The men's 1500 metres event at the 1936 Olympic Games took place August 4 and August 6. Forty-three athletes from 27 nations competed. The maximum number of athletes per nation had been set at 3 since the 1930 Olympic Congress. The final was won by Kiwi Jack Lovelock in world record time. It was New Zealand's first medal in the 1500 metres. Glenn Cunningham's silver put the United States on the 1500 metres podium for the first time since 1920. Luigi Beccali did not successfully defend his 1932 gold, but took bronze to become the first man to win two medals in the event.

Background

This was the 10th appearance of the event, which is one of 12 athletics events to have been held at every Summer Olympics. The event had an impressive field. Six of the top seven runners from the 1932 Games returned, including all three medalists: gold medalist Luigi Beccali of Italy, silver medalist Jerry Cornes of Great Britain, bronze medalist Phil Edwards of Canada, fourth-place finisher Glenn Cunningham of the United States, fifth-place finisher Eric Ny of Sweden, and seventh-place finisher Jack Lovelock of New Zealand.
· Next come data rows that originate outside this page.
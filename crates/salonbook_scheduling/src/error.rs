// --- File: crates/salonbook_scheduling/src/error.rs ---
use salonbook_common::error::HttpStatusCode;
use salonbook_common::services::CalendarApiError;
use thiserror::Error;

#[derive(Error, Debug)]
pub enum AvailabilityError {
    #[error("invalid date '{0}': expected YYYY-MM-DD")]
    InvalidDate(String),

    #[error("invalid date range: {0}")]
    InvalidRange(String),

    #[error("unknown service id '{0}'")]
    UnknownService(String),

    #[error("invalid booking window: {0}")]
    InvalidWindow(String),

    #[error("configuration error: {0}")]
    Config(String),

    /// The calendar backend failed. Carries the upstream HTTP status where
    /// one exists plus a short operator hint; a failed fetch is never folded
    /// into "no busy intervals" or "fully booked".
    #[error("calendar backend error: {message} ({hint})")]
    Calendar {
        status: Option<u16>,
        message: String,
        hint: String,
    },
}

impl From<CalendarApiError> for AvailabilityError {
    fn from(err: CalendarApiError) -> Self {
        AvailabilityError::Calendar {
            status: err.status,
            message: err.message,
            hint: err.hint,
        }
    }
}

impl HttpStatusCode for AvailabilityError {
    fn status_code(&self) -> u16 {
        match self {
            AvailabilityError::InvalidDate(_)
            | AvailabilityError::InvalidRange(_)
            | AvailabilityError::UnknownService(_)
            | AvailabilityError::InvalidWindow(_) => 400,
            AvailabilityError::Config(_) => 500,
            AvailabilityError::Calendar { .. } => 502,
        }
    }
}
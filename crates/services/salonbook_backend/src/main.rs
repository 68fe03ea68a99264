// File: services/salonbook_backend/src/main.rs
use axum::{routing::get, Router};
use salonbook_common::logging;
use salonbook_config::load_config;
use std::sync::Arc;
use tokio::net::TcpListener;
use tracing::info;

mod app_state;
#[cfg(feature = "openapi")]
mod doc;
mod handlers;
mod routes;

#[tokio::main]
async fn main() {
    logging::init();
    let config = Arc::new(load_config().expect("Failed to load config"));

    let api_router = Router::new()
        .route("/", get(|| async { "Welcome to the Salonbook API!" }))
        .merge(routes::routes(config.clone()));

    #[allow(unused_mut)]
    let mut app = Router::new().nest("/api", api_router);

    // Conditionally add Swagger UI and JSON endpoint if openapi feature enabled
    #[cfg(feature = "openapi")]
    {
        use utoipa::OpenApi;
        use utoipa_swagger_ui::SwaggerUi;

        info!("Adding Swagger UI at /api/docs");
        let swagger_ui =
            SwaggerUi::new("/api/docs").url("/api/docs/openapi.json", doc::ApiDoc::openapi());
        app = app.merge(swagger_ui);
    }

    let addr = format!("{}:{}", config.server.host, config.server.port);
    let listener = TcpListener::bind(&addr).await.expect("Failed to bind");
    info!("Starting server at http://{}", addr);
    info!("API endpoints available at http://{}/api", addr);

    axum::serve(listener, app.into_make_service())
        .await
        .expect("Server error");
}
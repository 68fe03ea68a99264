// --- File: crates/salonbook_common/src/logging.rs ---
//! Logging setup shared by the Salonbook binaries.

use tracing::{info, Level};
use tracing_subscriber::{fmt, prelude::*, EnvFilter};

/// Initialize the tracing subscriber with the default log level (INFO).
pub fn init() {
    init_with_level(Level::INFO);
}

/// Initialize the tracing subscriber with a specific log level.
///
/// `RUST_LOG` still takes precedence; the level passed here only sets the
/// default directive for the salonbook crates. Safe to call more than once.
pub fn init_with_level(level: Level) {
    let filter = EnvFilter::from_default_env()
        .add_directive(format!("salonbook={}", level).parse().unwrap());

    let result = tracing_subscriber::registry()
        .with(fmt::layer().with_target(true))
        .with(filter)
        .try_init();

    if result.is_ok() {
        info!("Logging initialized at level: {}", level);
    }
}
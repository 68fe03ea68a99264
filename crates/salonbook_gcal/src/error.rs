// --- File: crates/salonbook_gcal/src/error.rs ---
use salonbook_common::services::CalendarApiError;
use thiserror::Error;

#[derive(Error, Debug)]
pub enum GcalError {
    #[error("missing Google Calendar configuration: {0}")]
    MissingConfig(&'static str),

    #[error("HTTP request failed: {0}")]
    Http(#[from] reqwest::Error),

    #[error("Google Calendar returned status {status}: {body}")]
    Api { status: u16, body: String },

    #[error("failed to parse calendar response: {0}")]
    Parse(#[from] serde_json::Error),
}

impl GcalError {
    /// Short operator guidance for the usual public-calendar misconfigurations.
    pub fn hint(&self) -> &'static str {
        match self {
            GcalError::Api { status: 403, .. } => {
                "API key restrictions: application restrictions must be None and the key must allow the Google Calendar API"
            }
            GcalError::Api { status: 404, .. } => {
                "calendar id is wrong or the calendar is not public"
            }
            GcalError::MissingConfig(_) => "set gcal.calendar_id and GCAL_API_KEY",
            _ => "verify the calendar id, the API key, and that the calendar is public",
        }
    }

    fn upstream_status(&self) -> Option<u16> {
        match self {
            GcalError::Api { status, .. } => Some(*status),
            GcalError::Http(err) => err.status().map(|s| s.as_u16()),
            _ => None,
        }
    }
}

impl From<GcalError> for CalendarApiError {
    fn from(err: GcalError) -> Self {
        CalendarApiError {
            status: err.upstream_status(),
            hint: err.hint().to_string(),
            message: err.to_string(),
        }
    }
}
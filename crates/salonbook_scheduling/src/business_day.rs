// --- File: crates/salonbook_scheduling/src/business_day.rs ---
//! Day-level opening policy, checked before any slot is computed.

use crate::error::AvailabilityError;
use chrono::{Datelike, NaiveDate, Weekday};
use std::collections::{BTreeSet, HashMap};

/// Which calendar days the salon opens at all.
///
/// Weekdays are always open. Saturdays follow a single toggle. Sundays follow
/// a default toggle unless the month has an override, in which case only the
/// listed ordinal Sundays (1st..5th of the month) are open.
#[derive(Debug, Clone, Default)]
pub struct BusinessDayRule {
    pub saturday_enabled: bool,
    pub sunday_default_enabled: bool,
    pub sunday_ordinal_overrides: HashMap<(i32, u32), BTreeSet<u8>>,
}

impl BusinessDayRule {
    /// Builds the rule from configuration, where override keys are "YYYY-MM".
    pub fn from_config(
        config: &salonbook_config::BusinessDaysConfig,
    ) -> Result<Self, AvailabilityError> {
        let mut overrides = HashMap::new();
        for (key, ordinals) in &config.sunday_ordinal_overrides {
            let month = parse_year_month(key)?;
            if let Some(bad) = ordinals.iter().find(|o| **o < 1 || **o > 5) {
                return Err(AvailabilityError::Config(format!(
                    "sunday ordinal {bad} in override '{key}' is out of range 1..5"
                )));
            }
            overrides.insert(month, ordinals.iter().copied().collect());
        }
        Ok(BusinessDayRule {
            saturday_enabled: config.saturday_enabled,
            sunday_default_enabled: config.sunday_default_enabled,
            sunday_ordinal_overrides: overrides,
        })
    }
}

fn parse_year_month(key: &str) -> Result<(i32, u32), AvailabilityError> {
    let bad_key = || {
        AvailabilityError::Config(format!(
            "sunday override key '{key}' is not a YYYY-MM month"
        ))
    };
    let (year, month) = key.split_once('-').ok_or_else(bad_key)?;
    let year: i32 = year.parse().map_err(|_| bad_key())?;
    let month: u32 = month.parse().map_err(|_| bad_key())?;
    if !(1..=12).contains(&month) {
        return Err(bad_key());
    }
    Ok((year, month))
}

/// Nth Sunday of the month: the count of Sundays from the 1st up to and
/// including `date` (which must itself be a Sunday).
fn sunday_ordinal(date: NaiveDate) -> u8 {
    ((date.day() - 1) / 7 + 1) as u8
}

/// Pure function of date + rule; no clock involved.
pub fn is_day_open(date: NaiveDate, rule: &BusinessDayRule) -> bool {
    match date.weekday() {
        Weekday::Sat => rule.saturday_enabled,
        Weekday::Sun => match rule
            .sunday_ordinal_overrides
            .get(&(date.year(), date.month()))
        {
            Some(ordinals) => ordinals.contains(&sunday_ordinal(date)),
            None => rule.sunday_default_enabled,
        },
        _ => true,
    }
}
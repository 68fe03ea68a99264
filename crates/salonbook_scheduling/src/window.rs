// --- File: crates/salonbook_scheduling/src/window.rs ---
//! Dynamic close-hour extension for the regular booking flow.
//!
//! The evening window normally carries a surcharge, but when the regular day
//! is effectively full the business prefers to quietly widen availability
//! into it rather than turn customers away.

use crate::clock::TimeZoneClock;
use crate::models::{BusyInterval, EndPolicy, TimeWindow};
use crate::slots::generate_slots;
use chrono::NaiveDate;
use tracing::debug;

#[derive(Debug, Clone, Copy)]
pub struct EffectiveWindow {
    pub window: TimeWindow,
    pub end_policy: EndPolicy,
    pub extended: bool,
}

/// Decides, once per request, which window the normal flow should use.
///
/// If any busy interval already starts at or after the extra window's opening
/// instant, those evening hours are considered in play by someone else and
/// the regular window stands. Otherwise the regular window is generated
/// tentatively under Strict policy, and only if its last candidate slot is
/// blocked does the close hour widen to the extra window's close, switching
/// to Overflow policy. The last slot alone is the "day is full" signal; this
/// is not an iterative search.
pub fn resolve_effective_window(
    date: NaiveDate,
    normal_window: TimeWindow,
    extra_window: TimeWindow,
    duration_minutes: u16,
    busy: &[BusyInterval],
    clock: &TimeZoneClock,
) -> EffectiveWindow {
    let unchanged = EffectiveWindow {
        window: normal_window,
        end_policy: EndPolicy::Strict,
        extended: false,
    };

    // A widened close must actually widen; an extra window that closes inside
    // the regular day has nothing to offer.
    if extra_window.close_minute <= normal_window.close_minute {
        return unchanged;
    }

    // If the evening opening has no instant on this date (DST gap) the
    // in-play check is undecidable; keep the regular window.
    let Some(extra_open) = clock.to_absolute_instant(date, extra_window.open_minute) else {
        return unchanged;
    };
    if busy.iter().any(|b| b.start >= extra_open) {
        return unchanged;
    }

    let tentative = generate_slots(
        date,
        normal_window,
        duration_minutes,
        busy,
        EndPolicy::Strict,
        clock,
    );
    match tentative.last() {
        Some(last) if !last.available => {
            debug!(%date, "last regular slot is blocked, widening close into the extra window");
            EffectiveWindow {
                window: normal_window.widened_to(extra_window.close_minute),
                end_policy: EndPolicy::Overflow,
                extended: true,
            }
        }
        _ => unchanged,
    }
}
All six were contenders in 1936, along with Sydney Wooderson of Great Britain and Archie San Romani and Gene Venzke of the United States (world record holder Bill Bonthron could not make the team against Cunningham, Venzke, and San Romani).

Chile, the Republic of China, Colombia, Luxembourg, and Peru each made their first appearance in the event. The United States made its 10th appearance, the only nation to have competed in the men's 1500 metres at each Games to that point.

Competition format

The competition consisted of two rounds, the format used since 1908. The number of semifinals was back up to four, with 10 or 11 runners in each. The top three runners in each heat advanced to the final, resulting in the typical 12-man final race.

Records

These were the standing world and Olympic records prior to the 1936 Summer Olympics.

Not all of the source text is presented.